Google Research Releases ReasoningBank: AI Agents Learn Reasoning Strategies from Success and Failure

Gate News message, April 22 — Google Research released ReasoningBank, an agent memory framework that enables large language model-driven agents to continuously learn after deployment. The framework extracts universal reasoning strategies from both successful and failed task experiences, storing them in a memory bank for retrieval and execution on similar future tasks. The associated paper was published at ICLR, and code has been open-sourced on GitHub.

ReasoningBank improves upon two existing approaches: Synapse, which records complete action trajectories but has limited transferability due to fine-grained granularity, and Agent Workflow Memory, which only learns from successful cases.
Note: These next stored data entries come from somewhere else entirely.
//! Cancellation contexts for task attempts
//!
//! Every attempt of a job receives a [`CancellationToken`] derived from the
//! pool's lifetime token. The attempt token is cancelled when the pool stops
//! or when the job's per-attempt timeout elapses, whichever comes first.
//! Cancellation is cooperative: a task observes it through
//! [`is_cancelled()`](CancellationToken::is_cancelled),
//! [`check()`](CancellationToken::check) or
//! [`sleep()`](CancellationToken::sleep).
//!
//! # Example
//!
//! ```rust
//! use rust_worker_pool::CancellationToken;
//! use std::time::Duration;
//!
//! let lifetime = CancellationToken::new();
//! let attempt = lifetime.child_with_timeout(Duration::from_secs(30));
//!
//! // Cancelling the parent cancels every child
//! lifetime.cancel();
//! assert!(attempt.is_cancelled());
//! ```

use crate::core::error::{PoolError, Result};
use parking_lot::{Condvar, Mutex, RwLock};
use std::sync::atomic::{AtomicBool, Ordering};
use std::sync::{Arc, Weak};
use std::time::{Duration, Instant};

/// Reason for cancellation
#[derive(Clone, Debug, PartialEq, Eq)]
pub enum CancellationReason {
    /// Explicitly cancelled via `cancel()`
    Manual,
    /// The token's deadline passed; carries the configured timeout
    Timeout(Duration),
    /// Cancelled because the parent token was cancelled
    ParentCancelled,
    /// The owning pool is shutting down
    Shutdown,
    /// Custom cancellation reason
    Custom(String),
}

impl std::fmt::Display for CancellationReason {
    fn fmt(&self, f: &mut std::fmt::Formatter<'_>) -> std::fmt::Result {
        match self {
            CancellationReason::Manual => write!(f, "manually cancelled"),
            CancellationReason::Timeout(d) => write!(f, "timeout after {:?}", d),
            CancellationReason::ParentCancelled => write!(f, "parent was cancelled"),
            CancellationReason::Shutdown => write!(f, "pool shutting down"),
            CancellationReason::Custom(msg) => write!(f, "{}", msg),
        }
    }
}

struct Deadline {
    at: Instant,
    timeout: Duration,
}

struct CancellationTokenInner {
    cancelled: AtomicBool,
    deadline: Option<Deadline>,
    /// Child tokens (weak references to avoid cycles)
    children: RwLock<Vec<Weak<CancellationTokenInner>>>,
    /// First reason wins; written before `cancelled` is published
    reason: RwLock<Option<CancellationReason>>,
    signal: Mutex<()>,
    wakeup: Condvar,
}

impl CancellationTokenInner {
    fn new(deadline: Option<Deadline>) -> Self {
        Self {
            cancelled: AtomicBool::new(false),
            deadline,
            children: RwLock::new(Vec::new()),
            reason: RwLock::new(None),
            signal: Mutex::new(()),
            wakeup: Condvar::new(),
        }
    }
}

impl std::fmt::Debug for CancellationTokenInner {
    fn fmt(&self, f: &mut std::fmt::Formatter<'_>) -> std::fmt::Result {
        f.debug_struct("CancellationTokenInner")
            .field("cancelled", &self.cancelled.load(Ordering::Relaxed))
            .field("deadline", &self.deadline.as_ref().map(|d| d.at))
            .field("children_count", &self.children.read().len())
            .field("reason", &*self.reason.read())
            .finish()
    }
}

/// A thread-safe, hierarchical cancellation token with an optional deadline
///
/// Deadlines are evaluated lazily: no timer thread is spawned, the token
/// notices an elapsed deadline the next time it is queried or while a task
/// sleeps on it.
///
/// # Example
///
/// ```rust
/// use rust_worker_pool::{CancellationToken, PoolError};
/// use std::time::Duration;
///
/// let token = CancellationToken::new().child_with_timeout(Duration::from_millis(10));
///
/// // A cooperative task body: sleep in small steps and bail out on expiry
/// let result = (|| -> Result<(), PoolError> {
///     for _ in 0..100 {
///         token.sleep(Duration::from_millis(1))?;
///     }
///     Ok(())
/// })();
///
/// assert!(matches!(result, Err(PoolError::DeadlineExceeded { .. })));
/// ```
#[derive(Clone)]
pub struct CancellationToken {
    inner: Arc<CancellationTokenInner>,
}

impl std::fmt::Debug for CancellationToken {
    fn fmt(&self, f: &mut std::fmt::Formatter<'_>) -> std::fmt::Result {
        f.debug_struct("CancellationToken")
            .field("cancelled", &self.is_cancelled())
            .field("reason", &self.reason())
            .field("remaining", &self.remaining())
            .finish()
    }
}

impl CancellationToken {
    /// Create a new root token (not cancelled, no deadline)
    pub fn new() -> Self {
        Self {
            inner: Arc::new(CancellationTokenInner::new(None)),
        }
    }

    /// Creates a child token linked to this parent
    ///
    /// The child inherits the parent's deadline and is cancelled when the
    /// parent is cancelled. If the parent is already cancelled, the child is
    /// created in a cancelled state.
    pub fn child(&self) -> Self {
        let deadline = self.inner.deadline.as_ref().map(|d| Deadline {
            at: d.at,
            timeout: d.timeout,
        });
        self.attach_child(deadline)
    }

    /// Creates a child token whose deadline is `timeout` from now
    ///
    /// The child is cancelled when the parent is cancelled or the timeout
    /// elapses, whichever happens first. A parent deadline that falls earlier
    /// still applies.
    ///
    /// # Example
    ///
    /// ```rust
    /// use rust_worker_pool::CancellationToken;
    /// use std::time::Duration;
    ///
    /// let parent = CancellationToken::new();
    /// let child = parent.child_with_timeout(Duration::from_secs(30));
    ///
    /// parent.cancel();
    /// assert!(child.is_cancelled());
    /// ```
    pub fn child_with_timeout(&self, timeout: Duration) -> Self {
        // A timeout too large to represent as an Instant never elapses
        let own = Instant::now()
            .checked_add(timeout)
            .map(|at| Deadline { at, timeout });
        let inherited = self.inner.deadline.as_ref().map(|d| Deadline {
            at: d.at,
            timeout: d.timeout,
        });
        let deadline = match (inherited, own) {
            (Some(parent), Some(own)) if parent.at < own.at => Some(parent),
            (_, Some(own)) => Some(own),
            (inherited, None) => inherited,
        };
        self.attach_child(deadline)
    }

    fn attach_child(&self, deadline: Option<Deadline>) -> Self {
        let child = CancellationToken {
            inner: Arc::new(CancellationTokenInner::new(deadline)),
        };

        {
            let mut children = self.inner.children.write();
            // Attempt tokens are short-lived; drop registrations of finished ones
            children.retain(|weak| weak.strong_count() > 0);
            children.push(Arc::downgrade(&child.inner));
        }

        // If parent already cancelled, cancel child immediately
        if self.is_cancelled() {
            child.cancel_with_reason(CancellationReason::ParentCancelled);
        }

        child
    }

    /// Cancel this token with default reason (Manual)
    ///
    /// Idempotent: only the first call sets the reason.
    pub fn cancel(&self) {
        self.cancel_with_reason(CancellationReason::Manual);
    }

    /// Cancel this token and all of its children with a specific reason
    pub fn cancel_with_reason(&self, reason: CancellationReason) {
        {
            let mut slot = self.inner.reason.write();
            if slot.is_some() {
                return;
            }
            *slot = Some(reason);
            self.inner.cancelled.store(true, Ordering::Release);
        }

        {
            let _guard = self.inner.signal.lock();
            self.inner.wakeup.notify_all();
        }

        let children: Vec<_> = self
            .inner
            .children
            .read()
            .iter()
            .filter_map(Weak::upgrade)
            .collect();
        for child_inner in children {
            CancellationToken { inner: child_inner }
                .cancel_with_reason(CancellationReason::ParentCancelled);
        }
    }

    /// Check if this token has been cancelled or its deadline has passed
    #[inline]
    pub fn is_cancelled(&self) -> bool {
        if self.inner.cancelled.load(Ordering::Acquire) {
            return true;
        }
        match &self.inner.deadline {
            Some(deadline) if Instant::now() >= deadline.at => {
                self.cancel_with_reason(CancellationReason::Timeout(deadline.timeout));
                true
            }
            _ => false,
        }
    }

    /// Returns the cancellation reason (if cancelled)
    pub fn reason(&self) -> Option<CancellationReason> {
        self.inner.reason.read().clone()
    }

    /// Whether the token was cancelled because its deadline passed
    pub fn deadline_exceeded(&self) -> bool {
        self.is_cancelled() && matches!(self.reason(), Some(CancellationReason::Timeout(_)))
    }

    /// The absolute deadline, if any
    pub fn deadline(&self) -> Option<Instant> {
        self.inner.deadline.as_ref().map(|d| d.at)
    }

    /// Time left until the deadline; `None` when there is no deadline
    pub fn remaining(&self) -> Option<Duration> {
        self.deadline()
            .map(|at| at.saturating_duration_since(Instant::now()))
    }

    /// Returns an error if cancelled, `Ok(())` otherwise
    ///
    /// An elapsed deadline maps to [`PoolError::DeadlineExceeded`], any
    /// other reason to [`PoolError::Cancelled`], so task bodies can simply
    /// use `ctx.check()?`.
    pub fn check(&self) -> Result<()> {
        if !self.is_cancelled() {
            return Ok(());
        }
        match self.reason() {
            Some(CancellationReason::Timeout(timeout)) => {
                Err(PoolError::deadline_exceeded(timeout.as_millis() as u64))
            }
            Some(reason) => Err(PoolError::cancelled(reason.to_string())),
            None => Err(PoolError::cancelled("unknown")),
        }
    }

    /// Sleeps for `duration`, returning early with the [`check()`](Self::check)
    /// error if the token is cancelled or its deadline passes first
    pub fn sleep(&self, duration: Duration) -> Result<()> {
        let until = Instant::now().checked_add(duration);
        loop {
            self.check()?;
            if until.is_some_and(|until| Instant::now() >= until) {
                return Ok(());
            }
            let wake_at = match (self.deadline(), until) {
                (Some(deadline), Some(until)) => Some(deadline.min(until)),
                (deadline, until) => deadline.or(until),
            };

            let mut guard = self.inner.signal.lock();
            if self.inner.cancelled.load(Ordering::Acquire) {
                continue;
            }
            match wake_at {
                Some(wake_at) => {
                    self.inner.wakeup.wait_until(&mut guard, wake_at);
                }
                None => self.inner.wakeup.wait(&mut guard),
            }
        }
    }

    #[cfg(test)]
    fn registered_children(&self) -> usize {
        self.inner.children.read().len()
    }
}

impl Default for CancellationToken {
    fn default() -> Self {
        Self::new()
    }
}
ReasoningBank makes two key changes: storing “reasoning patterns” instead of “action sequences,” with each memory containing structured fields for title, description, and content; and incorporating failure trajectories into learning. The framework uses a model to self-evaluate execution trajectories, transforming failure experiences into anti-pitfall rules. For example, the rule “click Load More button when seen” evolves into “verify current page identifier first, avoid infinite scrolling loops, then click load more.”
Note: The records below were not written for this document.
//! Retry budget and backoff between attempts

use serde::{Deserialize, Serialize};
use std::time::Duration;

/// Upper bound of the jitter added on top of a computed delay, in percent
const JITTER_PERCENT: u64 = 10;

/// How the wait between attempts grows
#[derive(Debug, Clone, Copy, PartialEq, Default, Serialize, Deserialize)]
#[serde(rename_all = "snake_case")]
pub enum Backoff {
    /// Every wait equals the base delay
    #[default]
    Fixed,
    /// The wait after failed attempt `n` is `delay * factor^(n-1)`, capped at `max_delay`
    Exponential {
        /// Growth factor per failed attempt (values below 1.0 are treated as 1.0)
        factor: f64,
        /// Upper bound for a single wait
        max_delay: Duration,
    },
}

/// Attempt budget and wait policy for one job
///
/// A job is attempted at most `max_retries + 1` times. Between a failed
/// attempt and the next one the executing worker sleeps for
/// [`delay_after`](Self::delay_after); other workers keep running.
///
/// # Example
///
/// ```rust
/// use rust_worker_pool::{Backoff, RetryPolicy};
/// use std::time::Duration;
///
/// let policy = RetryPolicy::new(3)
///     .with_delay(Duration::from_millis(100))
///     .with_backoff(Backoff::Exponential {
///         factor: 2.0,
///         max_delay: Duration::from_secs(1),
///     });
///
/// assert_eq!(policy.max_attempts(), 4);
/// assert_eq!(policy.delay_after(1), Duration::from_millis(100));
/// assert_eq!(policy.delay_after(3), Duration::from_millis(400));
/// ```
#[derive(Debug, Clone, Copy, PartialEq, Default, Serialize, Deserialize)]
#[serde(default)]
pub struct RetryPolicy {
    /// Retries after the first attempt
    pub max_retries: u32,
    /// Base wait between attempts
    pub delay: Duration,
    /// Growth of the wait across attempts
    pub backoff: Backoff,
    /// Add up to 10% random extra wait so retrying jobs spread out
    pub jitter: bool,
}

impl RetryPolicy {
    /// A policy with `max_retries` retries and no wait between attempts
    #[must_use]
    pub fn new(max_retries: u32) -> Self {
        Self {
            max_retries,
            ..Default::default()
        }
    }

    /// A policy that never retries
    #[must_use]
    pub fn none() -> Self {
        Self::default()
    }

    /// Set the base wait between attempts
    #[must_use = "builder methods return a new value and do not modify the original"]
    pub fn with_delay(mut self, delay: Duration) -> Self {
        self.delay = delay;
        self
    }

    /// Set the backoff strategy
    #[must_use = "builder methods return a new value and do not modify the original"]
    pub fn with_backoff(mut self, backoff: Backoff) -> Self {
        self.backoff = backoff;
        self
    }

    /// Enable or disable jitter
    #[must_use = "builder methods return a new value and do not modify the original"]
    pub fn with_jitter(mut self, jitter: bool) -> Self {
        self.jitter = jitter;
        self
    }

    /// Total attempts allowed: `max_retries + 1`
    pub fn max_attempts(&self) -> u32 {
        self.max_retries.saturating_add(1)
    }

    /// Whether another attempt follows a failure of `attempt` (1-based)
    pub fn should_retry(&self, attempt: u32) -> bool {
        attempt < self.max_attempts()
    }

    /// Wait before the attempt following failed attempt `attempt` (1-based)
    ///
    /// Never shorter than the unjittered value, so consecutive attempts are
    /// always separated by at least `delay`.
    pub fn delay_after(&self, attempt: u32) -> Duration {
        let base = match self.backoff {
            Backoff::Fixed => self.delay,
            Backoff::Exponential { factor, max_delay } => {
                let exponent = attempt.saturating_sub(1).min(i32::MAX as u32) as i32;
                let scaled = self.delay.as_nanos() as f64 * factor.max(1.0).powi(exponent);
                if scaled.is_finite() && scaled < max_delay.as_nanos() as f64 {
                    Duration::from_nanos(scaled.round() as u64).max(self.delay)
                } else {
                    max_delay.max(self.delay)
                }
            }
        };

        if self.jitter && !base.is_zero() {
            let base_ms = u64::try_from(base.as_millis()).unwrap_or(u64::MAX);
            let span_ms = base_ms.saturating_mul(JITTER_PERCENT) / 100;
            base.saturating_add(Duration::from_millis(fastrand::u64(0..=span_ms)))
        } else {
            base
        }
    }
}

#[cfg(test)]
mod tests {
    use super::*;

    #[test]
    fn test_attempt_budget() {
        assert_eq!(RetryPolicy::none().max_attempts(), 1);
        assert_eq!(RetryPolicy::new(2).max_attempts(), 3);
        assert_eq!(RetryPolicy::new(u32::MAX).max_attempts(), u32::MAX);
    }

    #[test]
    fn test_should_retry() {
        let policy = RetryPolicy::new(2);
        assert!(policy.should_retry(1));
        assert!(policy.should_retry(2));
        assert!(!policy.should_retry(3));
    }

    #[test]
    fn test_fixed_delay() {
        let policy = RetryPolicy::new(5).with_delay(Duration::from_millis(10));
        for attempt in 1..=5 {
            assert_eq!(policy.delay_after(attempt), Duration::from_millis(10));
        }
    }

    #[test]
    fn test_exponential_delay_is_capped() {
        let policy = RetryPolicy::new(10)
            .with_delay(Duration::from_millis(100))
            .with_backoff(Backoff::Exponential {
                factor: 2.0,
                max_delay: Duration::from_millis(500),
            });

        assert_eq!(policy.delay_after(1), Duration::from_millis(100));
        assert_eq!(policy.delay_after(2), Duration::from_millis(200));
        assert_eq!(policy.delay_after(3), Duration::from_millis(400));
        assert_eq!(policy.delay_after(4), Duration::from_millis(500));
        assert_eq!(policy.delay_after(60), Duration::from_millis(500));
    }

    #[test]
    fn test_jitter_never_shortens_delay() {
        let policy = RetryPolicy::new(3)
            .with_delay(Duration::from_millis(100))
            .with_jitter(true);

        for _ in 0..100 {
            let delay = policy.delay_after(1);
            assert!(delay >= Duration::from_millis(100));
            assert!(delay <= Duration::from_millis(110));
        }
    }

    #[test]
    fn test_jitter_saturates_on_huge_delay() {
        let policy = RetryPolicy::new(1)
            .with_delay(Duration::MAX)
            .with_jitter(true);

        assert_eq!(policy.delay_after(1), Duration::MAX);
    }
}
The paper also introduces Memory-aware Test-time Scaling (MaTTS), which allocates additional compute during inference to explore multiple trajectories and store findings in the memory bank. Parallel expansion runs multiple distinct trajectories for the same task, refining more robust strategies through self-comparison; sequential expansion iteratively refines a single trajectory, storing intermediate reasoning in memory.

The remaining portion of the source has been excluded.